1) Go for a nice 15 mile drive, this should get your ATF properly heated.
2) Stop and put the 4runner in Park with the e-brake on and engine running
3) Pop the hood and grab a shop rag (so you are ready to quickly check the level)
4) Push on the brake and run the shifter through each position stopping 2 seconds in each position on the way down, and then again on the way back up to park.
5) Pull out your dip stick and wipe it off
6) Reinsert the dip stick all the way
7) Pull the dip stick out and read the level, it should be between the hot marks

I've heard the distance between the low hot mark and the high hot mark is equivalent to only 4oz of ATF, but I have not confirmed this.

Experts out there, please correct me if I have the sequence wrong.
Thanks
About a year ago, I added an external transmission cooler, and therefore I had to top off the transmission fluid as well. I followed the same instructions as above (which should be the correct way), but I couldn't get a good reading for some reason. Here is why:

1) The first problem I had was that I didn't know how hard to drive the truck before checking the transmission fluid. Some instructions say to drive hard, some say to drive normally in the city, and some say to drive on the highway. I'm guessing that depending on how you 'warm up' your fluid, you are going to get different reading results (not consistent)
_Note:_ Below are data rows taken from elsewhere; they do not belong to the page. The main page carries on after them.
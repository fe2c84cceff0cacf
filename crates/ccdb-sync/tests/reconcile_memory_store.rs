use std::path::PathBuf;

use ccdb_core::{Disposition, VersionState};
use ccdb_snapshot::{CsvSnapshotSource, SnapshotSource, StaticSnapshotSource};
use ccdb_storage::{
    CheckpointStatus, CheckpointStore, MemoryVersionStore, StoreSchema, VersionStore,
};
use ccdb_sync::{report_daily_markdown, ReconcileConfig, ReconcileError, Reconciler, RunOutcome};
use chrono::{DateTime, TimeZone, Utc};

const FIELDS: [&str; 5] = ["product", "issue", "company", "state", "company_response_to_consumer"];

fn fixture(name: &str) -> StaticSnapshotSource {
    let path = PathBuf::from(env!("CARGO_MANIFEST_DIR"))
        .join("../../fixtures/snapshots")
        .join(name);
    StaticSnapshotSource::from_json_file(path, 2).expect("fixture snapshot")
}

fn at(day: u32, hour: u32) -> DateTime<Utc> {
    Utc.with_ymd_and_hms(2024, 6, day, hour, 0, 0).single().unwrap()
}

fn quiet_config() -> ReconcileConfig {
    ReconcileConfig {
        reports_dir: None,
        checkpoint_path: None,
        ..ReconcileConfig::default()
    }
}

fn reconciler(config: ReconcileConfig) -> Reconciler<MemoryVersionStore> {
    let schema = StoreSchema::new(FIELDS).expect("schema");
    Reconciler::new(config, MemoryVersionStore::with_schema(schema))
}

#[tokio::test]
async fn first_run_inserts_window_and_second_run_classifies_each_change() {
    let reconciler = reconciler(quiet_config());

    let first = reconciler
        .run_at(&mut fixture("run1.json"), at(1, 0))
        .await
        .expect("first run");
    assert_eq!(first.window.cutoff, Utc.with_ymd_and_hms(2024, 5, 1, 0, 0, 0).unwrap());
    assert_eq!(first.counts.new, 3);
    assert_eq!(first.versions_written, 3);
    assert!(reconciler.store().versions_of(90).await.is_empty());

    let second = reconciler
        .run_at(&mut fixture("run2.json"), at(1, 12))
        .await
        .expect("second run");
    assert_eq!(second.counts.new, 1);
    assert_eq!(second.counts.changed, 1);
    assert_eq!(second.counts.removed, 1);
    assert_eq!(second.counts.unchanged, 1);
    assert_eq!(second.versions_written, 3);
    assert_eq!(reconciler.store().len().await, 6);

    let history = reconciler.store().versions_of(102).await;
    assert_eq!(history.len(), 2);
    assert_eq!(
        history[1].state.payload().and_then(|p| p.get("company_response_to_consumer")),
        Some("Closed with explanation")
    );
    assert!(history.iter().all(|v| v.update_stamp <= second.window.update_stamp));
}

#[tokio::test]
async fn removed_complaint_tombstone_keeps_received_at() {
    let reconciler = reconciler(quiet_config());
    reconciler.run_at(&mut fixture("run1.json"), at(1, 0)).await.unwrap();
    let second = reconciler.run_at(&mut fixture("run2.json"), at(1, 12)).await.unwrap();

    let history = reconciler.store().versions_of(103).await;
    assert_eq!(history.len(), 2);
    let tombstone = &history[1];
    assert_eq!(tombstone.state, VersionState::Tombstone);
    assert_eq!(tombstone.received_at, history[0].received_at);
    assert_eq!(tombstone.update_stamp, second.window.update_stamp);
}

#[tokio::test]
async fn rerunning_the_same_snapshot_writes_nothing() {
    let reconciler = reconciler(quiet_config());
    reconciler.run_at(&mut fixture("run1.json"), at(1, 0)).await.unwrap();
    reconciler.run_at(&mut fixture("run2.json"), at(1, 12)).await.unwrap();
    let before = reconciler.store().len().await;

    let replay = reconciler
        .run_at(&mut fixture("run2.json"), at(1, 18))
        .await
        .expect("replay");
    assert_eq!(replay.versions_written, 0);
    assert_eq!(replay.counts.writes(), 0);
    // 101, 102 and 104 present plus the tombstoned 103.
    assert_eq!(replay.counts.unchanged, 4);
    assert_eq!(reconciler.store().len().await, before);
}

#[tokio::test]
async fn tombstoned_complaint_that_reappears_is_reactivated() {
    let reconciler = reconciler(quiet_config());
    reconciler.run_at(&mut fixture("run1.json"), at(1, 0)).await.unwrap();
    reconciler.run_at(&mut fixture("run2.json"), at(1, 12)).await.unwrap();

    let third = reconciler
        .run_at(&mut fixture("run1.json"), at(1, 20))
        .await
        .expect("third run");
    assert_eq!(third.counts.new, 1);
    assert_eq!(third.counts.reactivated, 1);
    assert_eq!(third.counts.changed, 1);
    assert_eq!(third.counts.removed, 1);

    let history = reconciler.store().versions_of(103).await;
    assert_eq!(history.len(), 3);
    assert!(!history[2].is_tombstone());
}

#[tokio::test]
async fn each_complaint_has_at_most_one_version_per_stamp() {
    let reconciler = reconciler(quiet_config());
    for (name, time) in [
        ("run1.json", at(1, 0)),
        ("run2.json", at(1, 12)),
        ("run1.json", at(1, 20)),
        ("run2.json", at(1, 22)),
    ] {
        reconciler.run_at(&mut fixture(name), time).await.unwrap();
    }

    let rows = reconciler.store().rows().await;
    let mut keys: Vec<_> = rows.iter().map(|v| (v.entity_id, v.update_stamp)).collect();
    keys.sort();
    let total = keys.len();
    keys.dedup();
    assert_eq!(keys.len(), total);
}

#[tokio::test]
async fn second_run_sharing_a_stamp_aborts_before_writing() {
    let reconciler = reconciler(quiet_config());
    reconciler.run_at(&mut fixture("run1.json"), at(1, 0)).await.unwrap();

    let err = reconciler
        .run_at(&mut fixture("run2.json"), at(1, 0))
        .await
        .expect_err("same stamp");
    assert!(matches!(err, ReconcileError::ClockRegression { .. }));
    assert_eq!(err.cutoff(), Some(Utc.with_ymd_and_hms(2024, 5, 1, 0, 0, 0).unwrap()));
    assert_eq!(reconciler.store().len().await, 3);
}

#[tokio::test]
async fn interrupted_run_resumes_with_checkpointed_stamp() {
    let dir = tempfile::tempdir().unwrap();
    let checkpoint_path = dir.path().join("checkpoint.json");
    let reconciler = reconciler(ReconcileConfig {
        checkpoint_path: Some(checkpoint_path.clone()),
        ..quiet_config()
    });

    let first = reconciler.run_at(&mut fixture("run1.json"), at(1, 0)).await.unwrap();
    let checkpoints = CheckpointStore::new(&checkpoint_path);
    let mut saved = checkpoints.load().await.unwrap().expect("checkpoint");
    assert_eq!(saved.status, CheckpointStatus::Committed);
    assert_eq!(saved.update_stamp, first.window.update_stamp);

    // Crash after the append committed but before the checkpoint was finalized.
    saved.status = CheckpointStatus::Started;
    checkpoints.save(&saved).await.unwrap();

    let resumed = reconciler
        .run_at(&mut fixture("run1.json"), at(3, 0))
        .await
        .expect("resumed run");
    assert!(resumed.resumed_checkpoint);
    assert_eq!(resumed.window.update_stamp, first.window.update_stamp);
    assert_eq!(resumed.window.cutoff, first.window.cutoff);
    assert_eq!(resumed.versions_written, 0);
    assert_eq!(resumed.counts.unchanged, 3);
    assert_eq!(reconciler.store().len().await, 3);

    let finalized = checkpoints.load().await.unwrap().expect("checkpoint");
    assert_eq!(finalized.status, CheckpointStatus::Committed);
}

#[tokio::test]
async fn checkpoint_for_another_snapshot_is_not_reused() {
    let dir = tempfile::tempdir().unwrap();
    let checkpoint_path = dir.path().join("checkpoint.json");
    let reconciler = reconciler(ReconcileConfig {
        checkpoint_path: Some(checkpoint_path.clone()),
        ..quiet_config()
    });

    reconciler.run_at(&mut fixture("run1.json"), at(1, 0)).await.unwrap();
    let checkpoints = CheckpointStore::new(&checkpoint_path);
    let mut saved = checkpoints.load().await.unwrap().unwrap();
    saved.status = CheckpointStatus::Started;
    checkpoints.save(&saved).await.unwrap();

    let next = reconciler.run_at(&mut fixture("run2.json"), at(1, 12)).await.unwrap();
    assert!(!next.resumed_checkpoint);
    assert_eq!(next.versions_written, 3);
}

#[tokio::test]
async fn schema_mismatch_fails_before_any_write() {
    let schema = StoreSchema::new(["product", "issue", "tags"]).unwrap();
    let reconciler = Reconciler::new(quiet_config(), MemoryVersionStore::with_schema(schema));

    let err = reconciler
        .run_at(&mut fixture("run1.json"), at(1, 0))
        .await
        .expect_err("mismatch");
    match &err {
        ReconcileError::SchemaMismatch { detail, cutoff } => {
            assert!(detail.contains("tags"));
            assert!(cutoff.is_some());
        }
        other => panic!("unexpected error {other:?}"),
    }
    assert!(reconciler.store().is_empty().await);
}

#[tokio::test]
async fn unreachable_store_aborts_with_cutoff() {
    let reconciler = reconciler(quiet_config());
    reconciler.store().set_unreachable(true).await;

    let err = reconciler
        .run_at(&mut fixture("run1.json"), at(1, 0))
        .await
        .expect_err("unreachable");
    assert!(matches!(err, ReconcileError::StoreUnreachable { .. }));
    assert!(err.to_string().contains("2024-05-01"));
}

#[tokio::test]
async fn missing_table_is_bulk_loaded_then_reconciled() {
    let reconciler = Reconciler::new(quiet_config(), MemoryVersionStore::new());

    let outcome = reconciler
        .sync(&mut fixture("run1.json"), at(1, 0))
        .await
        .expect("bootstrap");
    let load = match outcome {
        RunOutcome::Bootstrapped(load) => load,
        other => panic!("expected bulk load, got {other:?}"),
    };
    assert_eq!(load.rows_read, 4);
    assert_eq!(load.versions_written, 4);
    assert_eq!(load.chunks, 2);
    assert_eq!(reconciler.store().versions_of(90).await.len(), 1);

    let outcome = reconciler
        .sync(&mut fixture("run2.json"), at(1, 12))
        .await
        .expect("reconcile");
    let summary = match outcome {
        RunOutcome::Reconciled(summary) => summary,
        other => panic!("expected reconcile, got {other:?}"),
    };
    assert_eq!(summary.counts.changed, 1);
    assert_eq!(summary.counts.removed, 1);
    assert_eq!(summary.counts.new, 1);
    // 90 sits outside the window; its changed response is never seen.
    assert_eq!(reconciler.store().versions_of(90).await.len(), 1);

    let err = reconciler
        .bootstrap(&mut fixture("run1.json"), at(2, 0))
        .await
        .expect_err("table exists");
    assert!(matches!(err, ReconcileError::TableExists { .. }));
}

#[tokio::test]
async fn reconcile_without_table_reports_missing_table() {
    let reconciler = Reconciler::new(quiet_config(), MemoryVersionStore::new());
    let err = reconciler
        .run_at(&mut fixture("run1.json"), at(1, 0))
        .await
        .expect_err("missing table");
    assert!(matches!(err, ReconcileError::MissingTable { .. }));
}

#[tokio::test]
async fn run_reports_are_written_per_run() {
    let dir = tempfile::tempdir().unwrap();
    let reconciler = reconciler(ReconcileConfig {
        reports_dir: Some(dir.path().to_path_buf()),
        ..quiet_config()
    });

    let mut source = fixture("run1.json");
    assert!(source.fingerprint().is_some());
    let summary = reconciler.run_at(&mut source, at(1, 0)).await.unwrap();

    let run_dir = PathBuf::from(summary.reports_dir.as_deref().expect("reports dir"));
    assert!(run_dir.join("run_summary.md").exists());
    assert!(run_dir.join("snapshots/versions_delta.parquet").exists());
    assert!(run_dir.join("snapshots/manifest.json").exists());

    let delta: serde_json::Value =
        serde_json::from_str(&std::fs::read_to_string(run_dir.join("delta.json")).unwrap()).unwrap();
    let changes = delta["changes"].as_array().expect("changes");
    assert_eq!(changes.len(), 3);
    assert!(changes
        .iter()
        .all(|c| c["disposition"] == Disposition::New.as_str()));
    assert_eq!(delta["summary"]["counts"]["new"], 3);

    let digest = report_daily_markdown(5, dir.path()).unwrap();
    assert!(digest.contains(&summary.run_id.to_string()));
    assert!(digest.contains("new: 3"));
}

#[tokio::test]
async fn two_digit_year_export_stays_in_window_across_runs() {
    let dir = tempfile::tempdir().unwrap();
    let path = dir.path().join("complaints.csv");
    std::fs::write(
        &path,
        "Date received,Product,Company,Complaint ID\n\
         05/10/24,Mortgage,ACME BANK,501\n\
         05/20/24,Credit card,ACME CARD,502\n",
    )
    .unwrap();

    let schema = StoreSchema::new(["product", "company"]).unwrap();
    let reconciler = Reconciler::new(quiet_config(), MemoryVersionStore::with_schema(schema));

    let first = reconciler
        .run_at(&mut CsvSnapshotSource::open(&path, 10).unwrap(), at(1, 0))
        .await
        .expect("first run");
    assert_eq!(first.snapshot_entities, 2);
    assert_eq!(first.counts.new, 2);

    let second = reconciler
        .run_at(&mut CsvSnapshotSource::open(&path, 10).unwrap(), at(1, 12))
        .await
        .expect("second run");
    assert_eq!(second.counts.removed, 0);
    assert_eq!(second.counts.unchanged, 2);
    assert_eq!(second.versions_written, 0);
    assert_eq!(
        reconciler.store().versions_of(501).await[0].received_at,
        Utc.with_ymd_and_hms(2024, 5, 10, 0, 0, 0).unwrap()
    );
}

#[tokio::test]
async fn migrated_empty_table_accepts_full_history_load() {
    let reconciler = Reconciler::new(quiet_config(), MemoryVersionStore::new());
    let fields: Vec<String> = FIELDS.iter().map(|f| f.to_string()).collect();
    assert!(reconciler.create_table(&fields).await.unwrap());

    let load = reconciler
        .bootstrap(&mut fixture("run1.json"), at(1, 0))
        .await
        .expect("bulk load into migrated table");
    assert_eq!(load.versions_written, 4);
    assert_eq!(reconciler.store().versions_of(90).await.len(), 1);

    let err = reconciler
        .bootstrap(&mut fixture("run1.json"), at(2, 0))
        .await
        .expect_err("populated table");
    assert!(matches!(err, ReconcileError::TableExists { rows: 4, .. }));
}

#[tokio::test]
async fn sync_bulk_loads_a_migrated_empty_table() {
    let reconciler = reconciler(quiet_config());
    let outcome = reconciler
        .sync(&mut fixture("run1.json"), at(1, 0))
        .await
        .expect("sync");
    assert!(matches!(outcome, RunOutcome::Bootstrapped(_)));
    assert_eq!(reconciler.store().row_count().await.unwrap(), 4);
}

#[tokio::test]
async fn bulk_load_refuses_empty_table_with_other_columns() {
    let schema = StoreSchema::new(["product", "tags"]).unwrap();
    let reconciler = Reconciler::new(quiet_config(), MemoryVersionStore::with_schema(schema));
    let err = reconciler
        .bootstrap(&mut fixture("run1.json"), at(1, 0))
        .await
        .expect_err("column mismatch");
    assert!(matches!(err, ReconcileError::SchemaMismatch { cutoff: None, .. }));
    assert!(reconciler.store().is_empty().await);
}

#[tokio::test]
async fn report_failure_after_commit_still_returns_summary() {
    let dir = tempfile::tempdir().unwrap();
    let not_a_dir = dir.path().join("reports");
    std::fs::write(&not_a_dir, b"occupied").unwrap();
    let reconciler = reconciler(ReconcileConfig {
        reports_dir: Some(not_a_dir),
        ..quiet_config()
    });

    let summary = reconciler
        .run_at(&mut fixture("run1.json"), at(1, 0))
        .await
        .expect("committed run");
    assert_eq!(summary.versions_written, 3);
    assert!(summary.reports_dir.is_none());
    assert_eq!(reconciler.store().len().await, 3);
}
2) The second problem I had was that the 4Runner's transmission dip stuck has like 10 bends in it. It is really hard to pull and re-insert.

3) It seems like the fluid gets sloshed around and therefore doesn't leave a clean line on the stick to judge fluid level. Usually I got a slosh of fluid all over the stick and a faint diagonal/distorted line which I just assumed to be the correct line to use.

4) I tried around 3 or 4 times to judge the fluid while hot, but was never confident with the readings I got. I later tested the fluid cold with the engine off using the low and high marks for cold fluid and made sure it was in the middle. With the engine off and the fluid cool, the fluid formed a very distinctive line on the dip stick that was easy to see.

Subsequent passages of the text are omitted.